Saved entries
# # # #

//! Namespace-qualified element names.

use std::borrow::Cow;
use std::fmt;

/// A `(namespace, local-name)` pair identifying an XML element.
///
/// Two names are equal iff both parts match exactly: the comparison is
/// case-sensitive and no normalization (trailing slash, scheme case, ...)
/// is applied to the namespace.
///
/// An empty namespace stands for an unqualified element.
#[derive(Debug, Clone, PartialEq, Eq, Hash)]
pub struct QualifiedName {
    namespace: Cow<'static, str>,
    local: Cow<'static, str>,
}

impl QualifiedName {
    /// Builds a name from static parts, usable in `const` items.
    pub const fn from_static(namespace: &'static str, local: &'static str) -> Self {
        Self {
            namespace: Cow::Borrowed(namespace),
            local: Cow::Borrowed(local),
        }
    }

    pub fn new(namespace: impl Into<String>, local: impl Into<String>) -> Self {
        Self {
            namespace: Cow::Owned(namespace.into()),
            local: Cow::Owned(local.into()),
        }
    }

    /// An element with no namespace.
    pub fn unqualified(local: impl Into<String>) -> Self {
        Self::new(String::new(), local)
    }

    pub fn namespace(&self) -> &str {
        &self.namespace
    }

    pub fn local(&self) -> &str {
        &self.local
    }

    pub fn is_qualified(&self) -> bool {
        !self.namespace.is_empty()
    }

    /// Compares against a borrowed pair without allocating.
    pub fn matches(&self, namespace: &str, local: &str) -> bool {
        self.namespace == namespace && self.local == local
    }
}

impl fmt::Display for QualifiedName {
    /// Clark notation: `{namespace}local`, or just `local` when unqualified.
    fn fmt(&self, f: &mut fmt::Formatter<'_>) -> fmt::Result {
        if self.is_qualified() {
            write!(f, "{{{}}}{}", self.namespace, self.local)
        } else {
            f.write_str(&self.local)
        }
    }
}
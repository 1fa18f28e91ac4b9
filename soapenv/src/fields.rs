//! Element codec shared by every payload type.
//!
//! A payload describes its children through [`XmlFields`]: on the write
//! side it pushes leaves and nested elements into an [`ElementWriter`], on
//! the read side it is offered each child element through a
//! [`FieldReader`] and claims the ones it knows.
//!
//! Composition is explicit: a type holding a shared field group (see
//! [`CommonResponse`](crate::CommonResponse)) forwards both calls to it,
//! which places the group's fields directly under the outer element.

use quick_xml::Writer;
use quick_xml::events::{BytesDecl, BytesEnd, BytesStart, BytesText, Event};

use crate::token::{Token, TokenSource};
use crate::{QualifiedName, SoapError};

/// A set of fields written as direct children of an element.
pub trait XmlFields {
    /// Writes the fields in declaration order.
    fn write_fields(&self, writer: &mut ElementWriter) -> Result<(), SoapError>;

    /// Offers one child element. Returns `Ok(true)` if the field was claimed.
    ///
    /// Fields are matched on [`FieldReader::local`]: they carry no namespace
    /// of their own and inherit the enclosing one on the wire.
    fn read_field(&mut self, field: &mut FieldReader<'_>) -> Result<bool, SoapError>;
}

/// A field set that is serialized as a root element with a fixed name.
pub trait Payload: XmlFields {
    const NAME: QualifiedName;
}

/// Streaming writer keeping track of the default namespace in scope.
pub struct ElementWriter {
    writer: Writer<Vec<u8>>,
    scopes: Vec<String>,
}

impl ElementWriter {
    pub(crate) fn new(indent: Option<(u8, usize)>) -> Self {
        let writer = match indent {
            Some((ch, size)) => Writer::new_with_indent(Vec::new(), ch, size),
            None => Writer::new(Vec::new()),
        };
        Self {
            writer,
            scopes: Vec::new(),
        }
    }

    pub(crate) fn into_inner(self) -> Vec<u8> {
        self.writer.into_inner()
    }

    pub(crate) fn declaration(&mut self) -> Result<(), SoapError> {
        self.writer
            .write_event(Event::Decl(BytesDecl::new("1.0", Some("UTF-8"), None)))?;
        Ok(())
    }

    /// Opens an element, declaring its namespace as the default one when
    /// it differs from the namespace inherited from the parent.
    pub fn start(&mut self, name: &QualifiedName) -> Result<(), SoapError> {
        check_local_name(name.local())?;

        let mut start = BytesStart::new(name.local());
        if name.namespace() != self.default_namespace() {
            start.push_attribute(("xmlns", name.namespace()));
        }
        self.scopes.push(name.namespace().to_string());
        self.writer.write_event(Event::Start(start))?;
        Ok(())
    }

    pub fn end(&mut self, name: &QualifiedName) -> Result<(), SoapError> {
        self.scopes.pop();
        self.writer
            .write_event(Event::End(BytesEnd::new(name.local())))?;
        Ok(())
    }

    /// Writes a whole element: start tag, fields, end tag.
    pub fn element(&mut self, name: &QualifiedName, fields: &dyn XmlFields) -> Result<(), SoapError> {
        self.start(name)?;
        fields.write_fields(self)?;
        self.end(name)
    }

    pub fn payload<P: Payload>(&mut self, payload: &P) -> Result<(), SoapError> {
        self.element(&P::NAME, payload)
    }

    /// Writes a nested payload, or nothing when absent.
    pub fn optional<P: Payload>(&mut self, payload: Option<&P>) -> Result<(), SoapError> {
        match payload {
            Some(p) => self.payload(p),
            None => Ok(()),
        }
    }

    /// Writes `<local>value</local>` in the inherited namespace.
    ///
    /// With `omit_empty`, an empty value produces no element at all.
    pub fn leaf(&mut self, local: &str, value: &str, omit_empty: bool) -> Result<(), SoapError> {
        if omit_empty && value.is_empty() {
            return Ok(());
        }
        check_local_name(local)?;
        check_text(local, value)?;

        self.writer
            .write_event(Event::Start(BytesStart::new(local)))?;
        // An empty text event keeps `<a></a>` on one line when indenting.
        self.writer.write_event(Event::Text(BytesText::new(value)))?;
        self.writer.write_event(Event::End(BytesEnd::new(local)))?;
        Ok(())
    }

    /// Integer leaf; with `omit_empty` a zero value is skipped.
    pub fn leaf_int(&mut self, local: &str, value: i64, omit_empty: bool) -> Result<(), SoapError> {
        if omit_empty && value == 0 {
            return Ok(());
        }
        self.leaf(local, &value.to_string(), false)
    }

    fn default_namespace(&self) -> &str {
        self.scopes.last().map(String::as_str).unwrap_or("")
    }
}

/// Cursor over one child element, positioned right after its start tag.
///
/// Each reader is consumed at most once; whatever the payload leaves
/// unread is skipped once the payload returns.
pub struct FieldReader<'a> {
    source: &'a mut dyn TokenSource,
    name: QualifiedName,
    consumed: bool,
}

impl<'a> FieldReader<'a> {
    pub(crate) fn new(source: &'a mut dyn TokenSource, name: QualifiedName) -> Self {
        Self {
            source,
            name,
            consumed: false,
        }
    }

    pub fn name(&self) -> &QualifiedName {
        &self.name
    }

    pub fn local(&self) -> &str {
        self.name.local()
    }

    /// Reads the character data directly under the element.
    ///
    /// Nested elements are skipped, comments are ignored.
    pub fn text(&mut self) -> Result<String, SoapError> {
        self.claim()?;

        let mut text = String::new();
        let mut depth = 0usize;
        loop {
            match self.source.next_token()? {
                Some(Token::Text(chunk)) if depth == 0 => text.push_str(&chunk),
                Some(Token::Start(_)) => depth += 1,
                Some(Token::End(_)) => {
                    if depth == 0 {
                        return Ok(text);
                    }
                    depth -= 1;
                }
                Some(_) => {}
                None => return Err(SoapError::unexpected_eof()),
            }
        }
    }

    /// Reads the element text as a base-10 integer.
    pub fn int(&mut self) -> Result<i64, SoapError> {
        let text = self.text()?;
        text.trim().parse::<i64>().map_err(|e| {
            SoapError::decode(format!(
                "invalid integer `{}` in element {}: {}",
                text, self.name, e
            ))
        })
    }

    /// Decodes the element into a nested payload.
    ///
    /// The element name must match `P::NAME` exactly, namespace included.
    pub fn payload<P: Payload>(&mut self, dest: &mut P) -> Result<(), SoapError> {
        if self.name != P::NAME {
            return Err(SoapError::decode(format!(
                "expected element {} but found {}",
                P::NAME,
                self.name
            )));
        }
        self.claim()?;
        decode_fields(&mut *self.source, dest)
    }

    /// Skips the rest of the element if nobody read it.
    pub(crate) fn finish(mut self) -> Result<(), SoapError> {
        if self.consumed {
            return Ok(());
        }
        self.consumed = true;
        skip_element(&mut *self.source)
    }

    fn claim(&mut self) -> Result<(), SoapError> {
        if self.consumed {
            return Err(SoapError::decode(format!(
                "element {} was already consumed",
                self.name
            )));
        }
        self.consumed = true;
        Ok(())
    }
}

/// Feeds every child of the current element to `dest`, up to the end tag.
///
/// The source must be positioned right after the element's start tag.
/// Unclaimed children are skipped, text and comments are ignored.
pub(crate) fn decode_fields(
    source: &mut dyn TokenSource,
    dest: &mut dyn XmlFields,
) -> Result<(), SoapError> {
    loop {
        match source.next_token()? {
            Some(Token::Start(name)) => {
                let mut field = FieldReader::new(&mut *source, name);
                dest.read_field(&mut field)?;
                field.finish()?;
            }
            Some(Token::End(_)) => return Ok(()),
            Some(Token::Text(_)) | Some(Token::Comment(_)) => {}
            None => return Err(SoapError::unexpected_eof()),
        }
    }
}

/// Consumes tokens up to and including the end tag of the current element.
pub(crate) fn skip_element(source: &mut dyn TokenSource) -> Result<(), SoapError> {
    let mut depth = 0usize;
    loop {
        match source.next_token()? {
            Some(Token::Start(_)) => depth += 1,
            Some(Token::End(_)) => {
                if depth == 0 {
                    return Ok(());
                }
                depth -= 1;
            }
            Some(_) => {}
            None => return Err(SoapError::unexpected_eof()),
        }
    }
}

fn check_local_name(local: &str) -> Result<(), SoapError> {
    let mut chars = local.chars();
    let valid = match chars.next() {
        Some(first) => {
            (first.is_alphabetic() || first == '_')
                && chars.all(|c| c.is_alphanumeric() || matches!(c, '_' | '-' | '.'))
        }
        None => false,
    };
    if valid {
        Ok(())
    } else {
        Err(SoapError::serialization(format!(
            "`{}` is not a valid element name",
            local
        )))
    }
}

fn check_text(local: &str, value: &str) -> Result<(), SoapError> {
    let invalid = value.chars().find(|&c| {
        !matches!(c, '\t' | '\n' | '\r' | '\u{20}'..='\u{D7FF}' | '\u{E000}'..='\u{FFFD}' | '\u{10000}'..='\u{10FFFF}')
    });
    match invalid {
        Some(c) => Err(SoapError::serialization(format!(
            "character U+{:04X} in element `{}` is not allowed in XML 1.0",
            c as u32, local
        ))),
        None => Ok(()),
    }
}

# # # #

■ TASK REQUIREMENTS
Each line above with the word "trait" must be returned.

■ WORKED SOLUTION
pub trait XmlFields {
pub trait Payload: XmlFields {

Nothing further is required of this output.